Komandan Kompi Arjuanda tertawa "Masih SMA dia, baru juga mau 17 tahun. Tidak mau lah saya menjodoh jodohkan dia"
Arjuanda tersenyum "Siap Dan. Kalau boleh tau anak Komandan yang mana yah?"
Danki Arjuanda mengambil ponselnya, lalu menunjukan foto keluarganya "Ini istri saya, Syakila jangan kau sukai" goda Danki Arjuanda
"Siap. Petunjuk Dan"
"Dan ini putri pertama saya, Dzasya. Dan putra kedua saya, Musa. Saya yakin kamu kenal Musa ya kan?"
Arjuanda mengangguk, lalu berfikir sebentar. Seakan tidak asing dengan wajah Istri serta anak dankinya ini. Aah iya, anak yang pernah ia tegur saat duduk di jajaran kursi istri perwira. Benar benar ya, dunia seluas daun kelor.
"Izin. Danki Dzaki, ada panggilan dari Dansima" Dzaki mengangguk mendengarnya
"Saya duluan ya Danto Arjuanda"
Arjuanda tersenyum "Siap. Silahkan Danki"
☆☆☆
Zasya tersenyum melihat album saat Mamahnya muda. Muka mamahnya muda benar benar berbeda dengan dirinya maupun Musa. Kata orang orang sih muka anak lebih mirip bapak tandanya saat hamil Ibunya sangat sangat merindukan suaminya. Ah entahlah, Zasya tak berniat tahu menau soal itu
"Kakak"
Zasya menoleh kearah Mamahnya berdiri, di depan pintu kamarnya "Ya Mam?"
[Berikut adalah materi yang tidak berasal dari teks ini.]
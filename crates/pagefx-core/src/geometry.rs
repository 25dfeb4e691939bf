#![forbid(unsafe_code)]

//! Viewport geometry and intersection ratios.
//!
//! Rectangles are in CSS pixels. Element rectangles handed to
//! [`intersection_ratio`] are viewport-relative (as `getBoundingClientRect`
//! reports them), so the root rectangle always starts at the origin.
//!
//! # Invariants
//!
//! 1. `intersection_ratio` is always within `[0.0, 1.0]`.
//! 2. A zero-area target intersects iff its origin lies inside the effective
//!    root, in which case its ratio is `1.0`.
//! 3. A negative root margin shrinks the effective root; a margin that would
//!    invert the root yields an empty root and ratio `0.0` for every target.

use serde::{Deserialize, Serialize};

/// Axis-aligned rectangle.
#[derive(Clone, Copy, Debug, Default, PartialEq, Serialize, Deserialize)]
pub struct Rect {
    pub x: f64,
    pub y: f64,
    pub width: f64,
    pub height: f64,
}

impl Rect {
    #[must_use]
    pub const fn new(x: f64, y: f64, width: f64, height: f64) -> Self {
        Self {
            x,
            y,
            width,
            height,
        }
    }

    #[inline]
    #[must_use]
    pub fn right(&self) -> f64 {
        self.x + self.width
    }

    #[inline]
    #[must_use]
    pub fn bottom(&self) -> f64 {
        self.y + self.height
    }

    #[inline]
    #[must_use]
    pub fn area(&self) -> f64 {
        self.width.max(0.0) * self.height.max(0.0)
    }

    /// Whether the rectangle has no area.
    #[inline]
    #[must_use]
    pub fn is_empty(&self) -> bool {
        self.width <= 0.0 || self.height <= 0.0
    }

    /// Whether the point lies inside (edges inclusive).
    #[must_use]
    pub fn contains_point(&self, x: f64, y: f64) -> bool {
        x >= self.x && x <= self.right() && y >= self.y && y <= self.bottom()
    }

    /// Overlap of two rectangles, or `None` when they are disjoint.
    #[must_use]
    pub fn intersection(&self, other: &Rect) -> Option<Rect> {
        let left = self.x.max(other.x);
        let top = self.y.max(other.y);
        let right = self.right().min(other.right());
        let bottom = self.bottom().min(other.bottom());
        if right < left || bottom < top {
            return None;
        }
        Some(Rect::new(left, top, right - left, bottom - top))
    }

    /// Translate vertically.
    #[must_use]
    pub fn offset_y(&self, dy: f64) -> Rect {
        Rect::new(self.x, self.y + dy, self.width, self.height)
    }
}

/// Margin applied to the viewport before intersecting, CSS `rootMargin` order.
///
/// Positive values grow the root, negative values shrink it.
#[derive(Clone, Copy, Debug, Default, PartialEq, Serialize, Deserialize)]
#[serde(default)]
pub struct RootMargin {
    pub top: f64,
    pub right: f64,
    pub bottom: f64,
    pub left: f64,
}

impl RootMargin {
    /// Margin that only moves the bottom edge.
    #[must_use]
    pub const fn bottom(px: f64) -> Self {
        Self {
            top: 0.0,
            right: 0.0,
            bottom: px,
            left: 0.0,
        }
    }

    /// Render as a CSS `rootMargin` string.
    #[must_use]
    pub fn to_css(&self) -> String {
        format!(
            "{}px {}px {}px {}px",
            self.top, self.right, self.bottom, self.left
        )
    }

    /// Apply to a root rectangle.
    #[must_use]
    pub fn apply(&self, root: Rect) -> Rect {
        let x = root.x - self.left;
        let y = root.y - self.top;
        let width = (root.width + self.left + self.right).max(0.0);
        let height = (root.height + self.top + self.bottom).max(0.0);
        Rect::new(x, y, width, height)
    }
}

/// Scroll and size state of the page viewport.
#[derive(Clone, Copy, Debug, Default, PartialEq, Serialize, Deserialize)]
pub struct Viewport {
    /// Inner width of the window.
    pub width: f64,
    /// Inner height of the window.
    pub height: f64,
    /// Vertical scroll offset (`pageYOffset`).
    pub scroll_y: f64,
    /// Total scrollable height of the document.
    pub scroll_height: f64,
}

impl Viewport {
    #[must_use]
    pub const fn new(width: f64, height: f64) -> Self {
        Self {
            width,
            height,
            scroll_y: 0.0,
            scroll_height: height,
        }
    }

    /// The viewport as a root rectangle at the origin.
    #[must_use]
    pub fn root_rect(&self) -> Rect {
        Rect::new(0.0, 0.0, self.width, self.height)
    }

    /// Largest reachable scroll offset.
    #[must_use]
    pub fn max_scroll(&self) -> f64 {
        (self.scroll_height - self.height).max(0.0)
    }
}

/// Fraction of `target` visible inside `root` after applying `margin`.
#[must_use]
pub fn intersection_ratio(target: &Rect, root: &Rect, margin: &RootMargin) -> f64 {
    let effective = margin.apply(*root);
    if effective.is_empty() {
        return 0.0;
    }
    if target.is_empty() {
        return if effective.contains_point(target.x, target.y) {
            1.0
        } else {
            0.0
        };
    }
    match target.intersection(&effective) {
        Some(overlap) => (overlap.area() / target.area()).clamp(0.0, 1.0),
        None => 0.0,
    }
}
Syakila tersenyum, lalu duduk di samping putri sulungnya itu "Kamu udah gak marah sama Papah kan?"
Aahhh iya, Zasya di ingatkan kembali "Kesel doang sih Mam"
Syakila mengangguk "Wajar Papah kaya gitu kak, kami tuh perempuan, kalo main atau keluar malem emang mau jadi bahan omongan ibu ibu?"
Ya, ya, ya, ya. Beginilah tidak enaknya hidup di asrama. Apa apa di atur. Dari zaman Zasya Sd kelas 6 sampai dengan sekarang, saat Zasya sudah kelas 2 SMA masih saja terus terusan di atur main kemana kemananya, tidak seperti Musa yang bebas. Pernah Zasya sekali menentang dan membanding bandikan dirinya dengan Musa. Tapi memang dalam rumah orang tua selalu benar yaaa susah
"Paah, gak adil! Aya gak boleh main tapi Musa boleh"
"Kamu cewek Musa cowok" balas Dzaki
"Pah. Aya juga mau main"
"Main aja terus sana, gak usah pulang sekalian"
Aduuuh, di jawab seperti itu membuat Zasya ketar ketir, akhirnya Zasya kembali membatalkan janji dengan teman temannya. Hai kawan kawan, yang bilang jadi diri Zasya enak kalian salah. Salah besar.
☆☆☆
"Acaaa uuuuuuu sayaaang kuuuu"
Zasya terkekeh melihat Kiki-Teman cowok yang kata Musa cucok- datang menghampiri dirinya
"Apa Kiki?" Jawab Zasya sambil tersenyum
"Aca Aca, karena kemarin Lo membatalkan janji main. Sekarang kita main yaa ke rumah Lo" ucap Kiki dengan mengedipkan mata sebelah kirinya
"Iyaa y'a, kita main yyaah, sekalian itung itung cuci mata liat om om bujangan make baju doreng" timpal Sina
Zasya terkekeh cukup kencang "Gue bilang Mamah dulu yah"
Sina dan Kiki mengangguk mantap, lalu berjalan menuju kelas mereka
Mimom ku sayang
Mam, temen temen aku pulang sekolah mau main dirumah, boleh gak?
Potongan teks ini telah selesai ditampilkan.